Elle est confrontée à la concurrence de la Chine dans la fabrication de certaines de ses principales exportations, ce qui a causé des dommages très médiatisés à la célèbre industrie automobile allemande. Volkswagen, le plus grand constructeur allemand, envisage de fermer des usines dans son pays d’origine pour la première fois en 87 ans d’histoire.
Scholz devrait diriger un gouvernement minoritaire. Il devrait s’appuyer sur des majorités parlementaires bricolées pour adopter une législation, jusqu’au vote de confiance en janvier.

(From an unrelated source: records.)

//! Network layer: owns connection drivers, routes inbound datagrams into
//! per-port channels, fans outbound datagrams to the first driver that
//! accepts them.

use std::collections::HashMap;
use std::sync::{Arc, Mutex};
use std::time::{Duration, Instant};

use async_trait::async_trait;
use serde_json::Value;
use tokio_util::sync::CancellationToken;

use crate::channel::{Cancelled, Channel};
use crate::datagram::{Datagram, OutboundDatagram};
use crate::identity::{DeviceId, Keypair};
use crate::store::{KvStore, ScopedStore};

/// Cancellation context threaded through blocking waits. A cancelled wait
/// resolves with [`Cancelled`] instead of hanging.
#[derive(Debug, Clone, Default)]
pub struct NetworkContext {
    cancel: CancellationToken,
}

impl NetworkContext {
    pub fn new() -> Self {
        Self::default()
    }

    /// Cancel every wait using this context (or a child of it).
    pub fn cancel(&self) {
        self.cancel.cancel();
    }

    pub fn is_cancelled(&self) -> bool {
        self.cancel.is_cancelled()
    }

    /// A context that is cancelled when `self` is, and can also be cancelled
    /// on its own.
    pub fn child(&self) -> Self {
        Self {
            cancel: self.cancel.child_token(),
        }
    }

    pub fn token(&self) -> &CancellationToken {
        &self.cancel
    }
}

#[derive(Debug, thiserror::Error)]
pub enum DriverError {
    #[error("peer not connected")]
    NotConnected,
    #[error("transport failure: {0}")]
    Transport(String),
    #[error("driver closed")]
    Closed,
}

/// Pluggable transport. Implementations register peer connections and push
/// inbound datagrams through the [`InboundSink`] they were created with.
#[async_trait]
pub trait ConnectionDriver: Send + Sync {
    /// Establish (or record) a connection to a peer. `additional_info` is
    /// driver-specific, e.g. an address for a TCP driver.
    async fn register_connection(
        &self,
        peer_device_id: DeviceId,
        additional_info: Value,
    ) -> Result<(), DriverError>;

    /// Deliver one datagram to its receiver. Errors are recoverable from the
    /// network layer's point of view: it simply tries the next driver.
    async fn send_datagram(
        &self,
        datagram: &Datagram,
        ctx: &NetworkContext,
    ) -> Result<(), DriverError>;

    /// Close all connections and release resources.
    async fn close(&self) -> Result<(), DriverError>;
}

/// Everything a driver needs from the network layer at construction time.
pub struct DriverInit {
    pub keypair: Arc<Keypair>,
    pub inbound: InboundSink,
    /// Store scoped by driver id, so drivers can remember peer state without
    /// colliding with each other.
    pub peer_store: ScopedStore,
}

pub trait ConnectionDriverFactory {
    fn id(&self) -> &str;
    fn create(&self, init: DriverInit) -> Arc<dyn ConnectionDriver>;
}

#[derive(Debug, Clone, Copy, PartialEq, Eq)]
pub enum DriverStatus {
    Connecting,
    Connected,
    Disconnected,
}

/// Connectivity events, broadcast on an unbounded channel that consumers
/// drain in a loop.
#[derive(Debug, Clone)]
pub enum StatusUpdate {
    Driver {
        driver: String,
        status: DriverStatus,
    },
    PeerConnected {
        peer: DeviceId,
    },
    PeerDisconnected {
        peer: DeviceId,
    },
    DriverError {
        driver: String,
        error: String,
    },
}

struct PortEntry {
    channel: Arc<Channel<Datagram>>,
    last_access: Instant,
}

/// Port-indexed channel table. Exactly one channel exists per distinct port
/// string; channels are created unbounded on first reference.
struct PortTable {
    inner: Mutex<HashMap<String, PortEntry>>,
}

impl PortTable {
    fn new() -> Self {
        Self {
            inner: Mutex::new(HashMap::new()),
        }
    }

    fn lock(&self) -> std::sync::MutexGuard<'_, HashMap<String, PortEntry>> {
        match self.inner.lock() {
            Ok(guard) => guard,
            Err(poisoned) => poisoned.into_inner(),
        }
    }

    fn channel_for(&self, port: &str) -> Arc<Channel<Datagram>> {
        let mut table = self.lock();
        let entry = table.entry(port.to_string()).or_insert_with(|| PortEntry {
            channel: Arc::new(Channel::unbounded()),
            last_access: Instant::now(),
        });
        entry.last_access = Instant::now();
        entry.channel.clone()
    }

    /// Evict ports that are empty, waiter-free, and idle for longer than
    /// `max_idle`, keeping at least `floor` entries. Returns evicted count.
    fn prune_idle(&self, max_idle: Duration, floor: usize) -> usize {
        let mut table = self.lock();
        if table.len() <= floor {
            return 0;
        }
        let mut evictable: Vec<(String, Instant)> = table
            .iter()
            .filter(|(_, entry)| {
                entry.channel.size() == 0 && entry.last_access.elapsed() > max_idle
            })
            .map(|(port, entry)| (port.clone(), entry.last_access))
            .collect();
        // Oldest first, and never shrink below the floor.
        evictable.sort_by_key(|(_, at)| *at);
        let budget = table.len().saturating_sub(floor);
        let mut evicted = 0;
        for (port, _) in evictable.into_iter().take(budget) {
            table.remove(&port);
            evicted += 1;
        }
        evicted
    }

    fn len(&self) -> usize {
        self.lock().len()
    }
}

/// Handle drivers use to push inbound traffic and connectivity events into
/// the network layer.
#[derive(Clone)]
pub struct InboundSink {
    ports: Arc<PortTable>,
    status: Arc<Channel<StatusUpdate>>,
}

impl InboundSink {
    /// Route a received datagram into the channel for its port, creating the
    /// channel if this is the first reference to that port.
    pub fn deliver(&self, datagram: Datagram) {
        tracing::trace!(port = %datagram.port, sender = %datagram.sender, "inbound datagram");
        let channel = self.ports.channel_for(&datagram.port);
        // Port channels are unbounded, so this cannot reject.
        channel.send(datagram);
    }

    pub fn push_status(&self, update: StatusUpdate) {
        self.status.send(update);
    }
}

/// Result of an outbound send attempt across all registered drivers.
#[derive(Debug, Clone, Copy, PartialEq, Eq)]
pub struct SendOutcome {
    pub success: bool,
}

/// Per-device router. Construct once and share by `Arc`; there are no
/// process-wide singletons.
pub struct NetworkLayer {
    keypair: Arc<Keypair>,
    drivers: Mutex<Vec<(String, Arc<dyn ConnectionDriver>)>>,
    ports: Arc<PortTable>,
    status: Arc<Channel<StatusUpdate>>,
    store: Arc<dyn KvStore>,
}

impl NetworkLayer {
    pub fn new(keypair: Arc<Keypair>, store: Arc<dyn KvStore>) -> Self {
        Self {
            keypair,
            drivers: Mutex::new(Vec::new()),
            ports: Arc::new(PortTable::new()),
            status: Arc::new(Channel::unbounded()),
            store,
        }
    }

    pub fn device_id(&self) -> DeviceId {
        self.keypair.device_id()
    }

    pub fn keypair(&self) -> &Arc<Keypair> {
        &self.keypair
    }

    /// Instantiate a driver and wire its inbound path into the port table.
    /// Drivers are tried for outbound sends in registration order.
    pub fn add_connection_driver(&self, factory: &dyn ConnectionDriverFactory) {
        let init = DriverInit {
            keypair: self.keypair.clone(),
            inbound: InboundSink {
                ports: self.ports.clone(),
                status: self.status.clone(),
            },
            peer_store: ScopedStore::new(self.store.clone(), factory.id()),
        };
        let driver = factory.create(init);
        let mut drivers = self.lock_drivers();
        if let Some(existing) = drivers.iter_mut().find(|(id, _)| id == factory.id()) {
            tracing::warn!(driver = factory.id(), "replacing already-registered driver");
            existing.1 = driver;
        } else {
            drivers.push((factory.id().to_string(), driver));
        }
    }

    /// Tell a registered driver about a peer it can reach.
    /// `additional_info` is driver-specific, e.g. `{"addr": "host:port"}`.
    pub async fn register_connection(
        &self,
        driver_id: &str,
        peer: DeviceId,
        additional_info: Value,
    ) -> Result<(), DriverError> {
        let driver = self
            .lock_drivers()
            .iter()
            .find(|(id, _)| id == driver_id)
            .map(|(_, driver)| driver.clone())
            .ok_or(DriverError::NotConnected)?;
        driver.register_connection(peer, additional_info).await
    }

    /// Stamp the local device as sender and try each driver in registration
    /// order; the first one that accepts wins. A driver error is treated as
    /// "try the next driver", with no transient/permanent distinction and no
    /// retry beyond the single pass.
    pub async fn send(&self, outbound: OutboundDatagram, ctx: &NetworkContext) -> SendOutcome {
        let datagram = outbound.stamp(self.device_id());
        let drivers: Vec<(String, Arc<dyn ConnectionDriver>)> = self.lock_drivers().clone();
        for (id, driver) in drivers {
            match driver.send_datagram(&datagram, ctx).await {
                Ok(()) => return SendOutcome { success: true },
                Err(err) => {
                    tracing::warn!(driver = %id, error = %err, port = %datagram.port,
                        "driver failed to send, trying next");
                }
            }
        }
        tracing::warn!(port = %datagram.port, receiver = %datagram.receiver,
            "all drivers failed to send");
        SendOutcome { success: false }
    }

    /// Await the next datagram addressed to `port`, creating its channel on
    /// first reference.
    pub async fn receive(&self, port: &str, ctx: &NetworkContext) -> Result<Datagram, Cancelled> {
        let channel = self.ports.channel_for(port);
        channel.pop_cancellable(ctx.token()).await
    }

    /// Unbounded connectivity event stream; drain it in a loop.
    pub fn status_updates(&self) -> Arc<Channel<StatusUpdate>> {
        self.status.clone()
    }

    /// Evict idle, empty port channels (see spec note on the ever-growing
    /// port table), keeping at least `floor` entries. Returns evicted count.
    pub fn prune_idle_ports(&self, max_idle: Duration, floor: usize) -> usize {
        let evicted = self.ports.prune_idle(max_idle, floor);
        if evicted > 0 {
            tracing::debug!(evicted, "pruned idle ports");
        }
        evicted
    }

    pub fn port_count(&self) -> usize {
        self.ports.len()
    }

    /// Close every registered driver. Errors are logged, not propagated; a
    /// dead driver must never prevent the rest from shutting down.
    pub async fn shutdown(&self) {
        let drivers: Vec<(String, Arc<dyn ConnectionDriver>)> = self.lock_drivers().clone();
        for (id, driver) in drivers {
            if let Err(err) = driver.close().await {
                tracing::warn!(driver = %id, error = %err, "driver close failed");
            }
        }
    }

    fn lock_drivers(&self) -> std::sync::MutexGuard<'_, Vec<(String, Arc<dyn ConnectionDriver>)>> {
        match self.drivers.lock() {
            Ok(guard) => guard,
            Err(poisoned) => poisoned.into_inner(),
        }
    }
}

Il se tournera probablement vers Merz et la CDU – le parti le plus populaire d’Allemagne – pour obtenir le soutien nécessaire à l’adoption d’une législation à court terme.
Mais faisant pression sur Scholz, le leader de la CDU, Friedrich Merz, chef du parti d’opposition Union chrétienne-démocrate (CDU), a entre-temps déclaré que ce délai était trop long et a exigé un vote de confiance au début de la semaine prochaine « au plus tard », plutôt que de au début de l’année prochaine.
L’effondrement de la coalition gouvernementale et l’incertitude politique pourraient contribuer à renforcer le soutien à l’extrême droite, alors que la population perd de plus en plus confiance dans les partis dominants. La chef du parti Alice Weidel a déjà salué l’effondrement de la coalition comme une « libération » pour l’Allemagne.
« La fin de la coalition des feux tricolores est une libération pour notre pays. La fin de la « coalition progressiste » autoproclamée qui a conduit l’Allemagne au bord de la ruine économique était plus que attendue », a écrit Weidel sur X.